In a breakthrough that could change how the world deals with plastic waste, researchers at Japan’s Riken Centre for Emergent Matter Science, in collaboration with the University of Tokyo, have developed a biodegradable plastic that dissolves in seawater within hours and decomposes in soil within 10 days, without leaving harmful microplastics behind.
As described in the journal Science last year, the material not only vanishes harmlessly; it also enhances soil fertility by releasing nutrients such as phosphorus and nitrogen.
Scientists believe it could become a key player in addressing both marine plastic pollution and soil degradation.
“While the reversible nature of the bonds in supramolecular plastics has been thought to make them weak and unstable,” said Professor Takuzo Aida, who led the research, “our new materials are just the opposite.”
A new kind of plastic
The plastic is made from sodium hexametaphosphate, a food-safe additive, and guanidinium ion-based monomers. These ingredients form strong “salt bridges” that give the material both flexibility and durability.
Depending on how it’s processed, the plastic can be made to mimic the properties of rubber, hard coatings, or structural materials, all without the toxic chemicals or microplastic risk of traditional plastics.
And it’s safe to use. The plastic is non-toxic, non-flammable, and can be reshaped at temperatures above 120 degrees Celsius, much like conventional thermoplastics.

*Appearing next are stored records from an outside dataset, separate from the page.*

//! In-memory object backend for tests and local development.

use std::collections::{BTreeMap, HashMap};
use std::time::SystemTime;

use async_trait::async_trait;
use tokio::sync::RwLock;

use crate::cadapter::client::{ObjectBackend, ObjectSummary};
use crate::error::BackendError;

#[derive(Debug, Clone)]
struct StoredObject {
    data: Vec<u8>,
    last_modified: SystemTime,
}

impl StoredObject {
    fn new(data: &[u8]) -> Self {
        Self {
            data: data.to_vec(),
            last_modified: SystemTime::now(),
        }
    }
}

/// Map-backed store double. Keys are kept sorted per bucket, so listings
/// come back in the lexicographic order S3 guarantees.
#[derive(Default)]
pub struct MemoryBackend {
    buckets: RwLock<HashMap<String, BTreeMap<String, StoredObject>>>,
}

impl MemoryBackend {
    pub fn new() -> Self {
        Self::default()
    }

    /// Seed helper: create the bucket if needed and store an object.
    pub async fn seed(&self, bucket: &str, key: &str, data: &[u8]) {
        let mut buckets = self.buckets.write().await;
        buckets
            .entry(bucket.to_string())
            .or_default()
            .insert(key.to_string(), StoredObject::new(data));
    }
}

#[async_trait]
impl ObjectBackend for MemoryBackend {
    async fn get_object(
        &self,
        bucket: &str,
        key: &str,
    ) -> Result<Option<Vec<u8>>, BackendError> {
        let buckets = self.buckets.read().await;
        Ok(buckets
            .get(bucket)
            .and_then(|objects| objects.get(key))
            .map(|object| object.data.clone()))
    }

    async fn put_object(&self, bucket: &str, key: &str, data: &[u8]) -> Result<(), BackendError> {
        let mut buckets = self.buckets.write().await;
        let Some(objects) = buckets.get_mut(bucket) else {
            return Err(format!("no such bucket: {bucket}").into());
        };
        objects.insert(key.to_string(), StoredObject::new(data));
        Ok(())
    }

    async fn delete_object(&self, bucket: &str, key: &str) -> Result<(), BackendError> {
        let mut buckets = self.buckets.write().await;
        let Some(objects) = buckets.get_mut(bucket) else {
            return Err(format!("no such bucket: {bucket}").into());
        };
        // Deleting a missing key succeeds, as it does on S3.
        objects.remove(key);
        Ok(())
    }

    async fn head_object(&self, bucket: &str, key: &str) -> Result<bool, BackendError> {
        let buckets = self.buckets.read().await;
        Ok(buckets
            .get(bucket)
            .is_some_and(|objects| objects.contains_key(key)))
    }

    async fn head_bucket(&self, bucket: &str) -> Result<bool, BackendError> {
        Ok(self.buckets.read().await.contains_key(bucket))
    }

    async fn list_objects(
        &self,
        bucket: &str,
        prefix: &str,
    ) -> Result<Vec<ObjectSummary>, BackendError> {
        let buckets = self.buckets.read().await;
        let Some(objects) = buckets.get(bucket) else {
            return Ok(Vec::new());
        };
        Ok(objects
            .iter()
            .filter(|(key, _)| key.starts_with(prefix))
            .map(|(key, object)| ObjectSummary {
                key: key.clone(),
                last_modified: Some(object.last_modified),
                size: object.data.len() as u64,
            })
            .collect())
    }

    async fn list_buckets(&self) -> Result<Vec<String>, BackendError> {
        let mut names: Vec<String> = self.buckets.read().await.keys().cloned().collect();
        names.sort();
        Ok(names)
    }

    async fn create_bucket(&self, bucket: &str) -> Result<(), BackendError> {
        let mut buckets = self.buckets.write().await;
        if buckets.contains_key(bucket) {
            return Err(format!("bucket already exists: {bucket}").into());
        }
        buckets.insert(bucket.to_string(), BTreeMap::new());
        Ok(())
    }

    async fn delete_bucket(&self, bucket: &str) -> Result<(), BackendError> {
        let mut buckets = self.buckets.write().await;
        match buckets.get(bucket) {
            None => Err(format!("no such bucket: {bucket}").into()),
            Some(objects) if !objects.is_empty() => {
                Err(format!("bucket not empty: {bucket}").into())
            }
            Some(_) => {
                buckets.remove(bucket);
                Ok(())
            }
        }
    }
}

#[cfg(test)]
mod tests {
    use super::*;

    #[tokio::test]
    async fn test_listing_is_sorted_and_prefix_filtered() {
        let backend = MemoryBackend::new();
        backend.seed("bkt", "b/2", b"2").await;
        backend.seed("bkt", "a/1", b"1").await;
        backend.seed("bkt", "a/10", b"10").await;

        let listing = backend.list_objects("bkt", "a/1").await.unwrap();
        let keys: Vec<&str> = listing.iter().map(|o| o.key.as_str()).collect();
        assert_eq!(keys, ["a/1", "a/10"]);
    }

    #[tokio::test]
    async fn test_bucket_lifecycle() {
        let backend = MemoryBackend::new();
        backend.create_bucket("b").await.unwrap();
        assert!(backend.create_bucket("b").await.is_err());

        backend.put_object("b", "k", b"data").await.unwrap();
        assert!(backend.delete_bucket("b").await.is_err());

        backend.delete_object("b", "k").await.unwrap();
        backend.delete_bucket("b").await.unwrap();
        assert!(!backend.head_bucket("b").await.unwrap());
    }
}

Designed to disappear on purpose
What sets this material apart is its ability to break down under specific environmental conditions. When exposed to seawater, the plastic’s salt bridges dissolve, causing the structure to collapse within hours. In soil, the plastic fully biodegrades in approximately 10 days, enriching the earth rather than polluting it.

“Current biodegradable plastics, like PLA, often don’t degrade in marine environments,” Aida explained. “This new plastic does, and quickly.”

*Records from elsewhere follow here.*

//! Backend trait and the cache-backed store client.
//!
//! `ObjectClient` is the one type the filesystem core talks to. It wraps a
//! backend with the metadata cache, invalidates structurally on every
//! mutation, and folds backend failures into [`FsError::Io`]. Absence is
//! data here (`None`, `false`, an empty listing), never an error.

use std::sync::Arc;
use std::time::SystemTime;

use async_trait::async_trait;

use crate::error::{BackendError, FsError, Result};
use crate::meta::cache::{CacheConfig, MetaCache};

/// One entry of a key listing. A key ending in the path separator denotes a
/// directory marker, otherwise the object is a file.
#[derive(Debug, Clone, PartialEq, Eq)]
pub struct ObjectSummary {
    pub key: String,
    pub last_modified: Option<SystemTime>,
    pub size: u64,
}

/// Whole-object operations a store must offer. Implementations own the wire
/// (auth, retries, TLS); nothing above this trait retries.
#[async_trait]
pub trait ObjectBackend: Send + Sync {
    /// Fetch a whole object; `None` when the key does not exist.
    async fn get_object(
        &self,
        bucket: &str,
        key: &str,
    ) -> std::result::Result<Option<Vec<u8>>, BackendError>;

    /// Store a whole object, replacing any previous content.
    async fn put_object(
        &self,
        bucket: &str,
        key: &str,
        data: &[u8],
    ) -> std::result::Result<(), BackendError>;

    async fn delete_object(&self, bucket: &str, key: &str)
    -> std::result::Result<(), BackendError>;

    async fn head_object(&self, bucket: &str, key: &str)
    -> std::result::Result<bool, BackendError>;

    async fn head_bucket(&self, bucket: &str) -> std::result::Result<bool, BackendError>;

    /// Keys under a prefix in lexicographic order.
    async fn list_objects(
        &self,
        bucket: &str,
        prefix: &str,
    ) -> std::result::Result<Vec<ObjectSummary>, BackendError>;

    async fn list_buckets(&self) -> std::result::Result<Vec<String>, BackendError>;

    async fn create_bucket(&self, bucket: &str) -> std::result::Result<(), BackendError>;

    async fn delete_bucket(&self, bucket: &str) -> std::result::Result<(), BackendError>;
}

/// Cache-backed facade over an [`ObjectBackend`].
pub struct ObjectClient<B: ObjectBackend> {
    backend: B,
    cache: MetaCache,
}

impl<B: ObjectBackend> ObjectClient<B> {
    pub fn new(backend: B) -> Self {
        Self::with_cache(backend, CacheConfig::default())
    }

    pub fn with_cache(backend: B, config: CacheConfig) -> Self {
        Self {
            backend,
            cache: MetaCache::new(config),
        }
    }

    pub async fn get(&self, bucket: &str, key: &str) -> Result<Option<Vec<u8>>> {
        self.backend.get_object(bucket, key).await.map_err(FsError::Io)
    }

    pub async fn put(&self, bucket: &str, key: &str, data: &[u8]) -> Result<()> {
        self.backend
            .put_object(bucket, key, data)
            .await
            .map_err(FsError::Io)?;
        self.cache.invalidate_key(bucket, key).await;
        Ok(())
    }

    pub async fn delete(&self, bucket: &str, key: &str) -> Result<()> {
        self.backend
            .delete_object(bucket, key)
            .await
            .map_err(FsError::Io)?;
        self.cache.invalidate_key(bucket, key).await;
        Ok(())
    }

    /// Exact-key existence. Uncached: callers use it as a pre-mutation
    /// check, where a stale answer is worse than a head per call.
    pub async fn exists(&self, bucket: &str, key: &str) -> Result<bool> {
        self.backend.head_object(bucket, key).await.map_err(FsError::Io)
    }

    pub async fn exists_bucket(&self, bucket: &str) -> Result<bool> {
        if let Some(hit) = self.cache.bucket_exists(bucket).await {
            return Ok(hit);
        }
        let exists = self
            .backend
            .head_bucket(bucket)
            .await
            .map_err(FsError::Io)?;
        self.cache.store_bucket_exists(bucket, exists).await;
        Ok(exists)
    }

    /// Listing under a prefix, read-through cached. Two concurrent misses
    /// may both hit the store; the later insert wins, which is harmless.
    pub async fn list(&self, bucket: &str, prefix: &str) -> Result<Arc<Vec<ObjectSummary>>> {
        if let Some(hit) = self.cache.listing(bucket, prefix).await {
            return Ok(hit);
        }
        let listing = Arc::new(
            self.backend
                .list_objects(bucket, prefix)
                .await
                .map_err(FsError::Io)?,
        );
        self.cache.store_listing(bucket, prefix, listing.clone()).await;
        Ok(listing)
    }

    pub async fn list_buckets(&self) -> Result<Arc<Vec<String>>> {
        if let Some(hit) = self.cache.bucket_names().await {
            return Ok(hit);
        }
        let names = Arc::new(self.backend.list_buckets().await.map_err(FsError::Io)?);
        self.cache.store_bucket_names(names.clone()).await;
        Ok(names)
    }

    pub async fn create_bucket(&self, bucket: &str) -> Result<()> {
        self.backend
            .create_bucket(bucket)
            .await
            .map_err(FsError::Io)?;
        self.cache.invalidate_bucket(bucket).await;
        Ok(())
    }

    pub async fn delete_bucket(&self, bucket: &str) -> Result<()> {
        self.backend
            .delete_bucket(bucket)
            .await
            .map_err(FsError::Io)?;
        self.cache.invalidate_bucket(bucket).await;
        Ok(())
    }
}

#[cfg(test)]
mod tests {
    use std::sync::atomic::{AtomicUsize, Ordering};

    use super::*;
    use crate::cadapter::memory::MemoryBackend;

    /// Counts store round-trips so tests can observe cache behavior.
    struct CountingBackend {
        inner: MemoryBackend,
        lists: AtomicUsize,
        bucket_heads: AtomicUsize,
    }

    impl CountingBackend {
        fn new(inner: MemoryBackend) -> Self {
            Self {
                inner,
                lists: AtomicUsize::new(0),
                bucket_heads: AtomicUsize::new(0),
            }
        }
    }

    #[async_trait]
    impl ObjectBackend for CountingBackend {
        async fn get_object(
            &self,
            bucket: &str,
            key: &str,
        ) -> std::result::Result<Option<Vec<u8>>, BackendError> {
            self.inner.get_object(bucket, key).await
        }

        async fn put_object(
            &self,
            bucket: &str,
            key: &str,
            data: &[u8],
        ) -> std::result::Result<(), BackendError> {
            self.inner.put_object(bucket, key, data).await
        }

        async fn delete_object(
            &self,
            bucket: &str,
            key: &str,
        ) -> std::result::Result<(), BackendError> {
            self.inner.delete_object(bucket, key).await
        }

        async fn head_object(
            &self,
            bucket: &str,
            key: &str,
        ) -> std::result::Result<bool, BackendError> {
            self.inner.head_object(bucket, key).await
        }

        async fn head_bucket(&self, bucket: &str) -> std::result::Result<bool, BackendError> {
            self.bucket_heads.fetch_add(1, Ordering::SeqCst);
            self.inner.head_bucket(bucket).await
        }

        async fn list_objects(
            &self,
            bucket: &str,
            prefix: &str,
        ) -> std::result::Result<Vec<ObjectSummary>, BackendError> {
            self.lists.fetch_add(1, Ordering::SeqCst);
            self.inner.list_objects(bucket, prefix).await
        }

        async fn list_buckets(&self) -> std::result::Result<Vec<String>, BackendError> {
            self.inner.list_buckets().await
        }

        async fn create_bucket(&self, bucket: &str) -> std::result::Result<(), BackendError> {
            self.inner.create_bucket(bucket).await
        }

        async fn delete_bucket(&self, bucket: &str) -> std::result::Result<(), BackendError> {
            self.inner.delete_bucket(bucket).await
        }
    }

    async fn seeded_client() -> ObjectClient<CountingBackend> {
        let backend = MemoryBackend::new();
        backend.seed("bkt", "a/b/1.txt", b"one").await;
        ObjectClient::new(CountingBackend::new(backend))
    }

    #[tokio::test]
    async fn test_list_is_cached_until_put_invalidates() {
        let client = seeded_client().await;

        let first = client.list("bkt", "a/b").await.unwrap();
        assert_eq!(first.len(), 1);
        let _ = client.list("bkt", "a/b").await.unwrap();
        assert_eq!(client.backend.lists.load(Ordering::SeqCst), 1);

        // A write below the prefix must refresh the parent listing.
        client.put("bkt", "a/b/c", b"new").await.unwrap();
        let after = client.list("bkt", "a/b").await.unwrap();
        assert_eq!(client.backend.lists.load(Ordering::SeqCst), 2);
        assert!(after.iter().any(|o| o.key == "a/b/c"));
    }

    #[tokio::test]
    async fn test_delete_invalidates_ancestor_listings() {
        let client = seeded_client().await;

        let _ = client.list("bkt", "").await.unwrap();
        client.delete("bkt", "a/b/1.txt").await.unwrap();
        let root = client.list("bkt", "").await.unwrap();
        assert!(root.is_empty());
    }

    #[tokio::test]
    async fn test_bucket_existence_is_cached() {
        let client = seeded_client().await;

        assert!(client.exists_bucket("bkt").await.unwrap());
        assert!(client.exists_bucket("bkt").await.unwrap());
        assert_eq!(client.backend.bucket_heads.load(Ordering::SeqCst), 1);

        assert!(!client.exists_bucket("nope").await.unwrap());
        assert_eq!(client.backend.bucket_heads.load(Ordering::SeqCst), 2);
    }

    #[tokio::test]
    async fn test_bucket_create_refreshes_bucket_set() {
        let client = seeded_client().await;

        let names = client.list_buckets().await.unwrap();
        assert_eq!(names.as_slice(), ["bkt"]);

        client.create_bucket("fresh").await.unwrap();
        let names = client.list_buckets().await.unwrap();
        assert!(names.contains(&"fresh".to_string()));
    }
}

That ability could help reduce the growing threat of microplastics in oceans.
Traditional plastics fragment over time, creating particles smaller than 5mm that are nearly impossible to remove from ecosystems. These microplastics are already showing up in the food chain and even in human bodies.
Built for recycling and the circular economy
The new plastic is also highly recyclable. When dissolved in salt water, researchers recovered 91 per cent of the hexametaphosphate and 82 per cent of the guanidinium components as powders, ready to be reused.

This closed-loop potential fits with circular economy goals, where materials are continually reused rather than discarded. The team even demonstrated that different combinations of the guanidinium components could produce plastics tailored for various uses, from scratch-resistant coatings to flexible silicone-like materials.
“In a world facing both plastic pollution and soil degradation, a material that tackles both at once? That’s something special,” said chef and sustainability advocate Michele Gargiul on her blog, where she praised the innovation.